-------- DATA SECTION

//! Named uniform boundary
//!
//! The names, sizes and layout here must match the paired shading stage
//! exactly; this is the one place that maps typed lesson state to the flat
//! values a program receives.

use crate::foundation::math::{mat3_to_array, mat4_to_array, Vec3};
use crate::render::lighting::{LightingEnvironment, MAX_LIGHTS};
use crate::render::material::Material;
use crate::render::pipeline::FrameTransforms;
use crate::render::shading::LightingMode;
use crate::render::{RenderError, RenderResult};

/// Uniform names shared with the shading stage
pub mod names {
    /// Object-to-world matrix (16 floats)
    pub const MODEL: &str = "model";
    /// World-to-camera matrix (16 floats)
    pub const VIEW: &str = "view";
    /// Camera-to-clip matrix (16 floats)
    pub const PROJECTION: &str = "projection";
    /// Inverse-transpose of the model 3x3 (9 floats)
    pub const NORMAL_MATRIX: &str = "normalMatrix";
    /// Material diffuse color (4 floats)
    pub const COLOR: &str = "color";
    /// Material specular color (4 floats)
    pub const SPECULAR_COLOR: &str = "specularColor";
    /// Specular scale
    pub const SPECULAR_AMOUNT: &str = "specularAmount";
    /// Specular exponent
    pub const SPECULAR_SHININESS: &str = "specularShininess";
    /// World-space camera position (3 floats)
    pub const CAMERA_POSITION: &str = "cameraPosition";
    /// Unit direction toward the directional light (3 floats)
    pub const LIGHT_DIRECTION: &str = "lightDirection";
    /// Number of active point lights
    pub const LIGHT_COUNT: &str = "lightCount";
    /// Point-light positions (3 floats per light)
    pub const LIGHT_POSITION: &str = "lightPosition";
    /// Point-light colors (3 floats per light)
    pub const LIGHT_COLOR: &str = "lightColor";
    /// Point-light intensities
    pub const LIGHT_INTENSITY: &str = "lightIntensity";
    /// Point-light linear attenuation
    pub const LIGHT_LINEAR_ATTENUATION: &str = "lightLinearAttenuation";
    /// Point-light quadratic attenuation
    pub const LIGHT_QUADRATIC_ATTENUATION: &str = "lightQuadraticAttenuation";
}

/// Value uploaded to one uniform
#[derive(Debug, Clone, PartialEq)]
pub enum UniformValue {
    /// Scalar
    Float(f32),
    /// Integer scalar
    Int(i32),
    /// vec3
    Vec3([f32; 3]),
    /// vec4
    Vec4([f32; 4]),
    /// Column-major mat3
    Mat3([f32; 9]),
    /// Column-major mat4
    Mat4([f32; 16]),
    /// Concatenated array elements
    FloatArray(Vec<f32>),
}

impl UniformValue {
    /// Number of scalar components
    pub fn len(&self) -> usize {
        match self {
            Self::Float(_) | Self::Int(_) => 1,
            Self::Vec3(_) => 3,
            Self::Vec4(_) => 4,
            Self::Mat3(_) => 9,
            Self::Mat4(_) => 16,
            Self::FloatArray(values) => values.len(),
        }
    }

    /// True for an empty array
    pub fn is_empty(&self) -> bool {
        self.len() == 0
    }

    /// Components as floats, in upload order
    pub fn as_floats(&self) -> Vec<f32> {
        match self {
            Self::Float(v) => vec![*v],
            Self::Int(v) => vec![*v as f32],
            Self::Vec3(v) => v.to_vec(),
            Self::Vec4(v) => v.to_vec(),
            Self::Mat3(v) => v.to_vec(),
            Self::Mat4(v) => v.to_vec(),
            Self::FloatArray(v) => v.clone(),
        }
    }
}

/// Uniform a program declares
#[derive(Debug, Clone, Copy, PartialEq, Eq)]
pub struct UniformDecl {
    /// Uniform name
    pub name: &'static str,
    /// Scalars per element
    pub components: usize,
    /// Array length (1 for non-arrays)
    pub max_elements: usize,
}

impl UniformDecl {
    const fn single(name: &'static str, components: usize) -> Self {
        Self {
            name,
            components,
            max_elements: 1,
        }
    }

    const fn array(name: &'static str, components: usize) -> Self {
        Self {
            name,
            components,
            max_elements: MAX_LIGHTS,
        }
    }

    /// Check a value's size against this declaration
    pub fn check(&self, value: &UniformValue) -> RenderResult<()> {
        let len = value.len();
        let fits = if self.max_elements == 1 {
            len == self.components
        } else {
            len % self.components == 0 && len <= self.components * self.max_elements
        };
        if fits {
            Ok(())
        } else {
            Err(RenderError::UniformSizeMismatch {
                name: self.name.to_string(),
                expected: self.components * self.max_elements,
                actual: len,
            })
        }
    }
}

/// Uniforms the program for `mode` declares
pub fn required_uniforms(mode: LightingMode) -> Vec<UniformDecl> {
    use names::*;

    let mut decls = vec![
        UniformDecl::single(MODEL, 16),
        UniformDecl::single(VIEW, 16),
        UniformDecl::single(PROJECTION, 16),
    ];
    if mode.uses_normal_matrix() {
        decls.push(UniformDecl::single(NORMAL_MATRIX, 9));
    }
    if !matches!(
        mode,
        LightingMode::NormalVisualization | LightingMode::TransformedNormals
    ) {
        decls.push(UniformDecl::single(COLOR, 4));
    }
    match mode {
        LightingMode::Lambert => {
            decls.push(UniformDecl::single(LIGHT_DIRECTION, 3));
        }
        LightingMode::BlinnPhong => {
            decls.extend([
                UniformDecl::single(LIGHT_DIRECTION, 3),
                UniformDecl::single(CAMERA_POSITION, 3),
                UniformDecl::single(SPECULAR_COLOR, 4),
                UniformDecl::single(SPECULAR_AMOUNT, 1),
                UniformDecl::single(SPECULAR_SHININESS, 1),
            ]);
        }
        LightingMode::MultiLight => {
            decls.extend([
                UniformDecl::single(LIGHT_COUNT, 1),
                UniformDecl::array(LIGHT_POSITION, 3),
                UniformDecl::array(LIGHT_COLOR, 3),
                UniformDecl::array(LIGHT_INTENSITY, 1),
                UniformDecl::array(LIGHT_LINEAR_ATTENUATION, 1),
                UniformDecl::array(LIGHT_QUADRATIC_ATTENUATION, 1),
            ]);
        }
        LightingMode::Unlit | LightingMode::NormalVisualization | LightingMode::TransformedNormals => {}
    }
    decls
}

/// Ordered set of uniform values for one draw
#[derive(Debug, Clone, Default, PartialEq)]
pub struct FrameUniforms {
    values: Vec<(&'static str, UniformValue)>,
}

impl FrameUniforms {
    /// Create an empty set
    pub fn new() -> Self {
        Self::default()
    }

    /// Set a value, replacing any earlier value for the same name
    pub fn set(&mut self, name: &'static str, value: UniformValue) {
        match self.values.iter_mut().find(|(n, _)| *n == name) {
            Some(slot) => slot.1 = value,
            None => self.values.push((name, value)),
        }
    }

    /// Value for `name`
    pub fn get(&self, name: &str) -> Option<&UniformValue> {
        self.values.iter().find(|(n, _)| *n == name).map(|(_, v)| v)
    }

    /// Values in upload order
    pub fn iter(&self) -> impl Iterator<Item = (&'static str, &UniformValue)> {
        self.values.iter().map(|(n, v)| (*n, v))
    }

    /// Number of values
    pub fn len(&self) -> usize {
        self.values.len()
    }

    /// True when no value is set
    pub fn is_empty(&self) -> bool {
        self.values.is_empty()
    }

    /// Flatten a frame's typed state into the uniforms `mode` declares
    ///
    /// Fails when a light-dependent mode has no suitable light, so the frame
    /// is skipped rather than drawn with stale or missing lighting.
    pub fn for_mode(
        mode: LightingMode,
        transforms: &FrameTransforms,
        material: &Material,
        environment: &LightingEnvironment,
        camera_position: &Vec3,
    ) -> RenderResult<Self> {
        use names::*;

        let mut uniforms = Self::new();
        uniforms.set(MODEL, UniformValue::Mat4(mat4_to_array(&transforms.model)));
        uniforms.set(VIEW, UniformValue::Mat4(mat4_to_array(&transforms.view)));
        uniforms.set(PROJECTION, UniformValue::Mat4(mat4_to_array(&transforms.projection)));

        if mode.uses_normal_matrix() {
            uniforms.set(
                NORMAL_MATRIX,
                UniformValue::Mat3(mat3_to_array(&transforms.normal_matrix)),
            );
        }
        if !matches!(
            mode,
            LightingMode::NormalVisualization | LightingMode::TransformedNormals
        ) {
            uniforms.set(COLOR, UniformValue::Vec4(material.color_array()));
        }

        match mode {
            LightingMode::Lambert | LightingMode::BlinnPhong => {
                let light = environment.primary_directional().ok_or_else(|| {
                    RenderError::ResourceUnavailable(format!("{mode} lesson needs a directional light"))
                })?;
                uniforms.set(LIGHT_DIRECTION, UniformValue::Vec3(light.direction_array()));

                if mode == LightingMode::BlinnPhong {
                    uniforms.set(
                        CAMERA_POSITION,
                        UniformValue::Vec3([camera_position.x, camera_position.y, camera_position.z]),
                    );
                    uniforms.set(SPECULAR_COLOR, UniformValue::Vec4(material.specular_color_array()));
                    uniforms.set(SPECULAR_AMOUNT, UniformValue::Float(material.specular_amount));
                    uniforms.set(SPECULAR_SHININESS, UniformValue::Float(material.specular_shininess));
                }
            }
            LightingMode::MultiLight => {
                let arrays = environment.flatten();
                if arrays.count == 0 {
                    return Err(RenderError::ResourceUnavailable(
                        "multi-light lesson needs at least one point light".to_string(),
                    ));
                }
                let count = i32::try_from(arrays.count).unwrap_or(i32::MAX);
                uniforms.set(LIGHT_COUNT, UniformValue::Int(count));
                uniforms.set(LIGHT_POSITION, UniformValue::FloatArray(arrays.position));
                uniforms.set(LIGHT_COLOR, UniformValue::FloatArray(arrays.color));
                uniforms.set(LIGHT_INTENSITY, UniformValue::FloatArray(arrays.intensity));
                uniforms.set(
                    LIGHT_LINEAR_ATTENUATION,
                    UniformValue::FloatArray(arrays.linear_attenuation),
                );
                uniforms.set(
                    LIGHT_QUADRATIC_ATTENUATION,
                    UniformValue::FloatArray(arrays.quadratic_attenuation),
                );
            }
            LightingMode::Unlit | LightingMode::NormalVisualization | LightingMode::TransformedNormals => {}
        }

        Ok(uniforms)
    }
}

#[cfg(test)]
mod tests {
    use super::*;
    use crate::foundation::math::{Mat3, Mat4, Vec4};
    use crate::render::lighting::Light;

    fn transforms() -> FrameTransforms {
        FrameTransforms {
            model: Mat4::new_translation(&Vec3::new(1.0, 2.0, 3.0)),
            view: Mat4::identity(),
            projection: Mat4::identity(),
            normal_matrix: Mat3::identity(),
        }
    }

    fn environment() -> LightingEnvironment {
        LightingEnvironment::new()
            .with_light(Light::directional("sun", Vec3::y(), Vec3::new(1.0, 1.0, 1.0), 1.0).unwrap())
            .unwrap()
            .with_light(
                Light::point("lamp", Vec3::new(0.0, 3.0, 0.0), Vec3::new(1.0, 0.5, 0.0), 2.0, 0.1, 0.001)
                    .unwrap(),
            )
            .unwrap()
    }

    #[test]
    fn test_every_mode_matches_its_declaration() {
        let material = Material::default()
            .with_specular(Vec4::new(1.0, 1.0, 1.0, 1.0), 0.5, 20.0)
            .unwrap();
        for mode in LightingMode::ALL {
            let uniforms =
                FrameUniforms::for_mode(mode, &transforms(), &material, &environment(), &Vec3::z())
                    .unwrap();
            let decls = required_uniforms(mode);
            assert_eq!(uniforms.len(), decls.len(), "{mode}");
            for decl in decls {
                let value = uniforms
                    .get(decl.name)
                    .unwrap_or_else(|| panic!("{mode} is missing {}", decl.name));
                decl.check(value).unwrap();
            }
        }
    }

    #[test]
    fn test_model_is_column_major() {
        let uniforms = FrameUniforms::for_mode(
            LightingMode::Unlit,
            &transforms(),
            &Material::default(),
            &LightingEnvironment::new(),
            &Vec3::z(),
        )
        .unwrap();
        let Some(UniformValue::Mat4(model)) = uniforms.get(names::MODEL) else {
            panic!("model missing");
        };
        assert_eq!(&model[12..16], &[1.0, 2.0, 3.0, 1.0]);
    }

    #[test]
    fn test_multi_light_arrays() {
        let uniforms = FrameUniforms::for_mode(
            LightingMode::MultiLight,
            &transforms(),
            &Material::default(),
            &environment(),
            &Vec3::z(),
        )
        .unwrap();
        assert_eq!(uniforms.get(names::LIGHT_COUNT), Some(&UniformValue::Int(1)));
        assert_eq!(
            uniforms.get(names::LIGHT_POSITION),
            Some(&UniformValue::FloatArray(vec![0.0, 3.0, 0.0]))
        );
        assert_eq!(
            uniforms.get(names::LIGHT_QUADRATIC_ATTENUATION),
            Some(&UniformValue::FloatArray(vec![0.001]))
        );
    }

    #[test]
    fn test_missing_light_is_reported() {
        let result = FrameUniforms::for_mode(
            LightingMode::Lambert,
            &transforms(),
            &Material::default(),
            &LightingEnvironment::new(),
            &Vec3::z(),
        );
        assert!(matches!(result, Err(RenderError::ResourceUnavailable(_))));
    }

    #[test]
    fn test_decl_size_checks() {
        let mat = UniformDecl::single(names::MODEL, 16);
        assert!(mat.check(&UniformValue::Mat4([0.0; 16])).is_ok());
        assert!(mat.check(&UniformValue::Mat3([0.0; 9])).is_err());

        let positions = UniformDecl::array(names::LIGHT_POSITION, 3);
        assert!(positions.check(&UniformValue::FloatArray(vec![0.0; 6])).is_ok());
        assert!(positions.check(&UniformValue::FloatArray(vec![0.0; 7])).is_err());
        assert!(positions
            .check(&UniformValue::FloatArray(vec![0.0; 3 * (MAX_LIGHTS + 1)]))
            .is_err());
    }

    #[test]
    fn test_set_replaces_existing() {
        let mut uniforms = FrameUniforms::new();
        uniforms.set(names::SPECULAR_AMOUNT, UniformValue::Float(1.0));
        uniforms.set(names::SPECULAR_AMOUNT, UniformValue::Float(2.0));
        assert_eq!(uniforms.len(), 1);
        assert_eq!(uniforms.get(names::SPECULAR_AMOUNT), Some(&UniformValue::Float(2.0)));
    }
}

----------------

## EXERCISE REQUIREMENTS:
Count each line above in which the string "program" appears, then state only the total.

## SOLUTION:
3